Coding Guidelines and Conventions trump Coding Clinic.
Hats off to coders.
This group of medical information professionals is required to master one of the most convoluted and confusing set of rules known to civilized man in order to categorize hospital services and submit their findings to insurance companies for billing.
As physician advisors in clinical documentation improvement (CDI), our job is also to master these rules, and to assist coders in crossing the clinical checkboxes off as they go. There is clearly a language chasm at times, and capturing the correct codes to accurately reflect our patients’ severity of illness (SOI) and risk of mortality (ROM), as well as to ensure fair reimbursement for services rendered, can be a challenge.
Presumably, those on the other end of the transactional process also study and attain mastery in the rules of coding, so that they can monitor our efforts and, when appropriate, start a robust, informed discussion when disagreements arise. Occasionally, a payer will demonstrate a lack of knowledge of coding rules, or even send a denial wherein the argument contradicts a previously firmly held stance on coding a diagnosis. And once in a while, within the same denial, they will do both. A recent posting on Recovery Audit Contractor (RAC)relief by Dr. R. Phillip Baker detailed the issues of coding rules involved when both acute kidney injury (AKI) and dehydration are present on admission and established to be coequal diagnoses.
The DRG payment is higher for dehydration as the PDX. This is, in part, because AKI acts as a complication or comorbidity (CC) to the dehydration PDX, and the reverse is not true.
Dr. Baker points out that in this particular case, the patient’s creatinine level just barely made acceptable criteria for AKI. He further noted that this same insurance company had in the past (with the same creatinine level variation) denied that AKI was present in a patient. However, in this case not only did they assert that the patient had AKI, they insisted, based on a Coding Clinic from 2003, that the AKI must be sequenced first. This change would lead to lower reimbursement for services rendered. It also markedly changes both the SOI and ROM from a level 3 to a level 1.
One very useful result of this denial is that Dr. Baker now has in black and white, on the letterhead of this payer confirmation, that they believe that this patient, with the stated variation in creatinine levels, does indeed meet the diagnosis of AKI. No doubt Dr. Baker will use this as a powerful reference for future denials of this diagnosis from this payer.

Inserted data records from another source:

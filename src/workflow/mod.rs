/// Specification layer
///
/// Typed shapes of the declarative automation specification, the pre-compile
/// structural validator, and the built-in blueprints.

// Core specification type definitions
pub mod types;

// Structural checks run before compilation
pub mod validator;

// Blueprint specifications for new drafts
pub mod templates;

// Re-export commonly used types
pub use types::{
    ActionTarget, HttpMethod, NodeData, NodeKind, ParameterDeclaration, ParameterKind, Position,
    SpecMetadata, TriggerSource, WorkflowEdge, WorkflowNode, WorkflowSpecification,
};
pub use validator::{validate_for_deploy, validate_structure, ValidationReport};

It is also useful to take a step back and consider the citation the payer used to deny the claim. Again, it is from a Coding Clinic published in 2003. I would like a show of hands from those who would stand up in morning report or cite in a consult note a reference from 2003 on criteria for acute MI, sepsis, malnutrition, etc. Just as the medical literature changes over the course of a decade and a half, so too do the coding rules. In 2003, we were more than a decade away from ICD-10. Times have changed.

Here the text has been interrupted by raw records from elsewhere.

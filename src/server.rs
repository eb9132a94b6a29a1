/// Server setup and initialization
///
/// Wires together storage, the vault, the engine client and the orchestrator, then
/// mounts the HTTP routes.

use crate::{
    api::{create_execution_routes, create_secret_routes, create_workflow_routes, AppState},
    config::Config,
    deploy::DeploymentOrchestrator,
    engine::{EngineClient, HttpEngineClient},
    repository::{Repository, SqliteRepository},
    vault::{SecretManager, VaultService},
};
use anyhow::Result;
use axum::{routing::get, Router};
use std::path::Path;
use std::sync::Arc;
use tokio::net::TcpListener;

/// Create the Axum application from configuration
///
/// Opens the database, derives the vault key and connects the engine client.
pub async fn create_app(config: Config) -> Result<Router> {
    ensure_database_dir(&config.database.url)?;

    tracing::info!("📋 Opening database {}", config.database.url);
    let repository: Arc<dyn Repository> = Arc::new(
        SqliteRepository::connect(&config.database.url)
            .await
            .map_err(|e| anyhow::anyhow!("Failed to open database: {}", e))?,
    );

    let vault = Arc::new(
        VaultService::from_config(&config.vault)
            .map_err(|e| anyhow::anyhow!("Failed to initialize vault: {}", e))?,
    );

    tracing::info!("🔗 Engine control plane at {}", config.engine.api_url);
    let engine: Arc<dyn EngineClient> = Arc::new(
        HttpEngineClient::from_config(&config.engine)
            .map_err(|e| anyhow::anyhow!("Failed to initialize engine client: {}", e))?,
    );

    build_app(repository, engine, vault, &config)
}

/// Assemble the router from already constructed collaborators
pub fn build_app(
    repository: Arc<dyn Repository>,
    engine: Arc<dyn EngineClient>,
    vault: Arc<VaultService>,
    config: &Config,
) -> Result<Router> {
    let secrets = SecretManager::new(repository.clone(), vault);
    let orchestrator = DeploymentOrchestrator::new(
        repository.clone(),
        engine,
        secrets,
        &config.engine,
        config.deploy.clone(),
    )
    .map_err(|e| anyhow::anyhow!("Failed to initialize orchestrator: {}", e))?;

    let state = AppState {
        orchestrator: Arc::new(orchestrator),
        repository,
    };

    tracing::info!("📡 Creating HTTP router");
    let app = Router::new()
        .route("/healthz", get(health_check))
        .merge(create_workflow_routes())
        .merge(create_execution_routes())
        .merge(create_secret_routes())
        .with_state(state);

    Ok(app)
}

/// Start the HTTP server with the given configuration
pub async fn start_server(config: Config) -> Result<()> {
    tracing_subscriber::fmt()
        .with_target(false)
        .with_thread_ids(true)
        .with_level(true)
        .init();

    tracing::info!("Starting Tessera control plane...");

    let app = create_app(config.clone()).await?;

    let bind_addr = format!("{}:{}", config.server.host, config.server.port);
    let listener = TcpListener::bind(&bind_addr).await?;

    tracing::info!("Server listening on http://{}", bind_addr);

    axum::serve(listener, app.into_make_service()).await?;

    Ok(())
}

/// Create the parent directory of a file-backed SQLite URL
fn ensure_database_dir(url: &str) -> Result<()> {
    let Some(path) = url
        .strip_prefix("sqlite://")
        .or_else(|| url.strip_prefix("sqlite:"))
    else {
        return Ok(());
    };
    let path = path.split('?').next().unwrap_or(path);
    if path.is_empty() || path.starts_with(":memory:") {
        return Ok(());
    }

    if let Some(parent) = Path::new(path).parent().filter(|p| !p.as_os_str().is_empty()) {
        tracing::info!("📁 Ensuring database directory exists: {}", parent.display());
        std::fs::create_dir_all(parent)
            .map_err(|e| anyhow::anyhow!("Failed to create database directory: {}", e))?;
    }
    Ok(())
}

async fn health_check() -> &'static str {
    "ok"
}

It turns out that there is a Coding Clinic on this very topic from January 2019. This coding clinic states that:
“The sequencing of dehydration and acute kidney injury (acute renal failure) should be based on the reason for the admission. Query the physician regarding the principal reason that the patient was admitted, if the reason for the admission is not clearly documented. There is no rule that acute kidney injury should always be sequenced first.”
Given this updated reference, I hope Dr. Baker has had the opportunity to begin a discussion with this payer on recent changes in the Coding Clinic rules, with respect to the sequencing of dehydration and AKI.
Unfortunately, it is not unheard of for payers to exhibit incomplete or inconsistent reliance on coding rules. As a CDI PA since 2014, I have seen payers use outdated rules, incorrectly applied rules, seemingly deliberately misconstrued rules, and, as with the AKI instance above, a pattern of denying the rule most of the time and citing it when it suits their case.
So, where do we start? We start by knowing the rules. We need to know that Coding Guidelines and Conventions trump Coding Clinic, and that the alphabetic index trumps these, and that the tabular index trumps all. It’s important to know that “and” means “and” or “or!” If a denial cites a reference, check it out. It could be outdated or taken out of context. Just as we would view with skepticism clinical judgment based on outdated criteria, we must bring our skepticism to the citation of old coding literature and references.
And remember to be kind to your coders, especially since they can help you navigate the coding rules matrix.